Woolf is considered one of the greatest innovators in the English language. In her works she experimented with stream-of-consciousness and the underlying psychological as well as emotional motives of characters. Woolf's reputation declined sharply after World War II, but her eminence was re-established with the surge of Feminist criticism in the 1970s.[13]
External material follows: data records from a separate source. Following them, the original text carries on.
// ABOUTME: Administrator routes: sites, users, signatories, courses, enrollment, sync, retraining
// ABOUTME: Site administration needs the super admin flag; everything else the admin role
//
// SPDX-License-Identifier: MIT OR Apache-2.0
// Copyright (c) 2025 Pierre Fitness Intelligence

//! Admin routes
//!
//! All operations act on the caller's own site, except course sync which
//! reads the master course from the primary site and may only be started by
//! an administrator of that site.

use super::{authenticate, parse_body, parse_id};
use crate::database::{CourseDraft, CreateSignatoryRequest, CreateUserRequest};
use crate::errors::AppError;
use crate::learning::SyncOutcome;
use crate::resources::ServerResources;
use axum::body::Bytes;
use axum::extract::{Path, State};
use axum::http::{HeaderMap, StatusCode};
use axum::response::{IntoResponse, Response};
use axum::routing::{get, post, put};
use axum::{Json, Router};
use lms_core::models::TenantId;
use serde::{Deserialize, Serialize};
use std::sync::Arc;
use tracing::info;
use uuid::Uuid;

/// Body of `POST /admin/sites`
#[derive(Debug, Deserialize)]
pub struct CreateSiteBody {
    /// Display name
    pub name: String,
    /// URL slug
    pub slug: String,
    /// Uppercase certificate prefix
    pub certificate_prefix: String,
}

/// Body of `POST /admin/courses/:id/enrollments`
#[derive(Debug, Deserialize)]
pub struct EnrollBody {
    /// Users of the caller's site
    pub user_ids: Vec<Uuid>,
}

/// Response of `POST /admin/courses/:id/enrollments`
#[derive(Debug, Serialize)]
pub struct EnrollResponse {
    /// Newly enrolled users
    pub enrolled: Vec<Uuid>,
    /// Users that were already enrolled
    pub already_enrolled: Vec<Uuid>,
}

/// Body of `POST /admin/courses/:id/sync`
#[derive(Debug, Deserialize)]
pub struct SyncBody {
    /// Target sites, processed in order
    pub target_site_ids: Vec<TenantId>,
}

/// Body of `POST /admin/certificates/recognition`
#[derive(Debug, Deserialize)]
pub struct RecognitionBody {
    /// Recipient in the caller's site
    pub user_id: Uuid,
    /// Reason printed on the certificate
    pub reason: String,
    /// Signing set, in order
    pub signatory_ids: Vec<Uuid>,
}

/// Admin routes handler
pub struct AdminRoutes;

impl AdminRoutes {
    /// Create all admin routes
    pub fn routes(resources: Arc<ServerResources>) -> Router {
        Router::new()
            .route("/admin/sites", post(Self::handle_create_site))
            .route("/admin/sites", get(Self::handle_list_sites))
            .route("/admin/users", post(Self::handle_create_user))
            .route("/admin/signatories", post(Self::handle_create_signatory))
            .route("/admin/courses", post(Self::handle_create_course))
            .route("/admin/courses/:id", put(Self::handle_replace_course))
            .route("/admin/courses/:id/enrollments", post(Self::handle_enroll))
            .route("/admin/courses/:id/sync", post(Self::handle_sync))
            .route("/admin/courses/:id/retraining", post(Self::handle_retraining))
            .route(
                "/admin/certificates/recognition",
                post(Self::handle_recognition),
            )
            .with_state(resources)
    }

    /// Handle POST /admin/sites
    async fn handle_create_site(
        State(resources): State<Arc<ServerResources>>,
        headers: HeaderMap,
        body: Bytes,
    ) -> Result<Response, AppError> {
        let auth = authenticate(&resources, &headers).await?;
        auth.require_super_admin()?;
        let request: CreateSiteBody = parse_body(&body)?;

        let site = resources
            .database
            .tenants()
            .create_site(&request.name, &request.slug, &request.certificate_prefix)
            .await?;
        Ok((StatusCode::CREATED, Json(site)).into_response())
    }

    /// Handle GET /admin/sites
    async fn handle_list_sites(
        State(resources): State<Arc<ServerResources>>,
        headers: HeaderMap,
    ) -> Result<Response, AppError> {
        let auth = authenticate(&resources, &headers).await?;
        auth.require_admin()?;

        let sites = resources.database.tenants().list_sites().await?;
        Ok((StatusCode::OK, Json(sites)).into_response())
    }

    /// Handle POST /admin/users
    async fn handle_create_user(
        State(resources): State<Arc<ServerResources>>,
        headers: HeaderMap,
        body: Bytes,
    ) -> Result<Response, AppError> {
        let auth = authenticate(&resources, &headers).await?;
        auth.require_admin()?;
        let request: CreateUserRequest = parse_body(&body)?;
        if request.is_super_admin {
            auth.require_super_admin()?;
        }

        let user = resources
            .database
            .users()
            .create_user(auth.tenant_id, &request)
            .await?;
        Ok((StatusCode::CREATED, Json(user)).into_response())
    }

    /// Handle POST /admin/signatories
    async fn handle_create_signatory(
        State(resources): State<Arc<ServerResources>>,
        headers: HeaderMap,
        body: Bytes,
    ) -> Result<Response, AppError> {
        let auth = authenticate(&resources, &headers).await?;
        auth.require_admin()?;
        let request: CreateSignatoryRequest = parse_body(&body)?;
        let owner = if request.global {
            auth.require_super_admin()?;
            None
        } else {
            Some(auth.tenant_id)
        };

        let signatory = resources
            .database
            .signatories()
            .create_signatory(owner, &request)
            .await?;
        Ok((StatusCode::CREATED, Json(signatory)).into_response())
    }

    /// Handle POST /admin/courses
    async fn handle_create_course(
        State(resources): State<Arc<ServerResources>>,
        headers: HeaderMap,
        body: Bytes,
    ) -> Result<Response, AppError> {
        let auth = authenticate(&resources, &headers).await?;
        auth.require_admin()?;
        let draft: CourseDraft = parse_body(&body)?;

        let tree = resources
            .database
            .courses()
            .create_course(auth.tenant_id, &draft)
            .await?;
        Ok((StatusCode::CREATED, Json(tree)).into_response())
    }

    /// Handle PUT /admin/courses/:id
    async fn handle_replace_course(
        State(resources): State<Arc<ServerResources>>,
        headers: HeaderMap,
        Path(id): Path<String>,
        body: Bytes,
    ) -> Result<Response, AppError> {
        let auth = authenticate(&resources, &headers).await?;
        auth.require_admin()?;
        let course_id: Uuid = parse_id(&id, "course id")?;
        let draft: CourseDraft = parse_body(&body)?;

        let tree = resources
            .database
            .courses()
            .replace_course(auth.tenant_id, course_id, &draft)
            .await?;
        Ok((StatusCode::OK, Json(tree)).into_response())
    }

    /// Handle POST /admin/courses/:id/enrollments
    async fn handle_enroll(
        State(resources): State<Arc<ServerResources>>,
        headers: HeaderMap,
        Path(id): Path<String>,
        body: Bytes,
    ) -> Result<Response, AppError> {
        let auth = authenticate(&resources, &headers).await?;
        auth.require_admin()?;
        let course_id: Uuid = parse_id(&id, "course id")?;
        let request: EnrollBody = parse_body(&body)?;
        if request.user_ids.is_empty() {
            return Err(AppError::missing_field("user_ids"));
        }

        let enrollments = resources.database.enrollments();
        let mut response = EnrollResponse {
            enrolled: Vec::new(),
            already_enrolled: Vec::new(),
        };
        for user_id in request.user_ids {
            if enrollments.enroll(auth.tenant_id, user_id, course_id).await? {
                response.enrolled.push(user_id);
            } else {
                response.already_enrolled.push(user_id);
            }
        }
        Ok((StatusCode::OK, Json(response)).into_response())
    }

    /// Handle POST /admin/courses/:id/sync
    async fn handle_sync(
        State(resources): State<Arc<ServerResources>>,
        headers: HeaderMap,
        Path(id): Path<String>,
        body: Bytes,
    ) -> Result<Response, AppError> {
        let auth = authenticate(&resources, &headers).await?;
        auth.require_admin()?;
        if auth.tenant_id != resources.primary_site {
            return Err(AppError::permission_denied(
                "Course sync is run from the primary site",
            ));
        }
        let master_course_id: Uuid = parse_id(&id, "course id")?;
        let request: SyncBody = parse_body(&body)?;

        info!(
            user_id = %auth.user_id,
            course_id = %master_course_id,
            targets = request.target_site_ids.len(),
            "Course sync requested"
        );
        let report = resources
            .sync
            .sync_course(master_course_id, &request.target_site_ids)
            .await?;

        let status = match report.outcome {
            SyncOutcome::Success => StatusCode::OK,
            SyncOutcome::Partial => StatusCode::MULTI_STATUS,
            SyncOutcome::Failed => StatusCode::INTERNAL_SERVER_ERROR,
        };
        Ok((status, Json(report)).into_response())
    }

    /// Handle POST /admin/courses/:id/retraining
    async fn handle_retraining(
        State(resources): State<Arc<ServerResources>>,
        headers: HeaderMap,
        Path(id): Path<String>,
    ) -> Result<Response, AppError> {
        let auth = authenticate(&resources, &headers).await?;
        auth.require_admin()?;
        let course_id: Uuid = parse_id(&id, "course id")?;

        let report = resources
            .retraining
            .retrain_completed_users(auth.tenant_id, course_id)
            .await?;
        Ok((StatusCode::OK, Json(report)).into_response())
    }

    /// Handle POST /admin/certificates/recognition
    async fn handle_recognition(
        State(resources): State<Arc<ServerResources>>,
        headers: HeaderMap,
        body: Bytes,
    ) -> Result<Response, AppError> {
        let auth = authenticate(&resources, &headers).await?;
        auth.require_admin()?;
        let request: RecognitionBody = parse_body(&body)?;

        let issued = resources
            .certificates
            .issue_recognition(
                auth.tenant_id,
                request.user_id,
                &request.reason,
                &request.signatory_ids,
            )
            .await?;
        Ok((StatusCode::CREATED, Json(issued)).into_response())
    }
}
Her work was criticised for epitomizing the narrow world of the upper-middle class English intelligentsia. Some critics judged it to be lacking in universality and depth, without the power to communicate anything of emotional or ethical relevance to the disillusioned common reader, weary of the 1920s aesthetes. She was also criticized by some as an anti-semite, despite her being happily married to a Jewish man. This anti-semitism is drawn from the fact that she often wrote of Jewish characters in stereotypical archetypes and generalizations, including describing some of her Jewish characters as physically repulsive and dirty.[14] The overwhelming and rising 1920s and 30s anti-semitism possibly influenced Virginia Woolf. She wrote in her diary, "I do not like the Jewish voice; I do not like the Jewish laugh." However, in a 1930 letter to the composer, Ethel Smyth, quoted in Nigel Nicolson's biography,Virginia Woolf, she recollects her boasts of Leonard's Jewishness confirming her snobbish tendencies, "How I hated marrying a Jew- What a snob I was, for they have immense vitality."[15] In another letter to her dear friend Ethel Smyth, Virginia gives a scathing denunciation of Christianity, seeing it as self-righteous "egotism" and stating "my Jew has more religion in one toe nail--more human love, in one hair."[16] Virginia and her husband Leonard Woolf actually hated and feared 1930s fascism with its anti-semitism knowing they were on Hitler's blacklist. Her 1938 book Three Guineas was an indictment of fascism.[17]

Virginia Woolf's peculiarities as a fiction writer have tended to obscure her central strength: Woolf is arguably the major lyrical novelist in the English language. Her novels are highly experimental: a narrative, frequently uneventful and commonplace, is refracted—and sometimes almost dissolved—in the characters' receptive consciousness. Intense lyricism and stylistic virtuosity fuse to create a world overabundant with auditory and visual impressions.[17]

The intensity of Virginia Woolf's poetic vision elevates the ordinary, sometimes banal settings - often wartime environments - of most of her novels. For example, Mrs Dalloway (1925) centres on the efforts of Clarissa Dalloway, a middle-aged society woman, to organize a party, even as her life is paralleled with that of Septimus Warren Smith, a working-class veteran who has returned from the First World War bearing deep psychological scars.[18]

To the Lighthouse (1927) is set on two days ten years apart. The plot centers around the Ramsay family's anticipation of and reflection upon a visit to a lighthouse and the connected familial tensions. One of the primary themes of the novel is the struggle in the creative process that beset painter Lily Briscoe while she struggles to paint in the midst of the family drama. The novel is also a meditation upon the lives of a nation's inhabitants in the midst of war, and of the people left behind. It also explores the passage of time, and how women are forced by society to allow men to take emotional strength from them.[19]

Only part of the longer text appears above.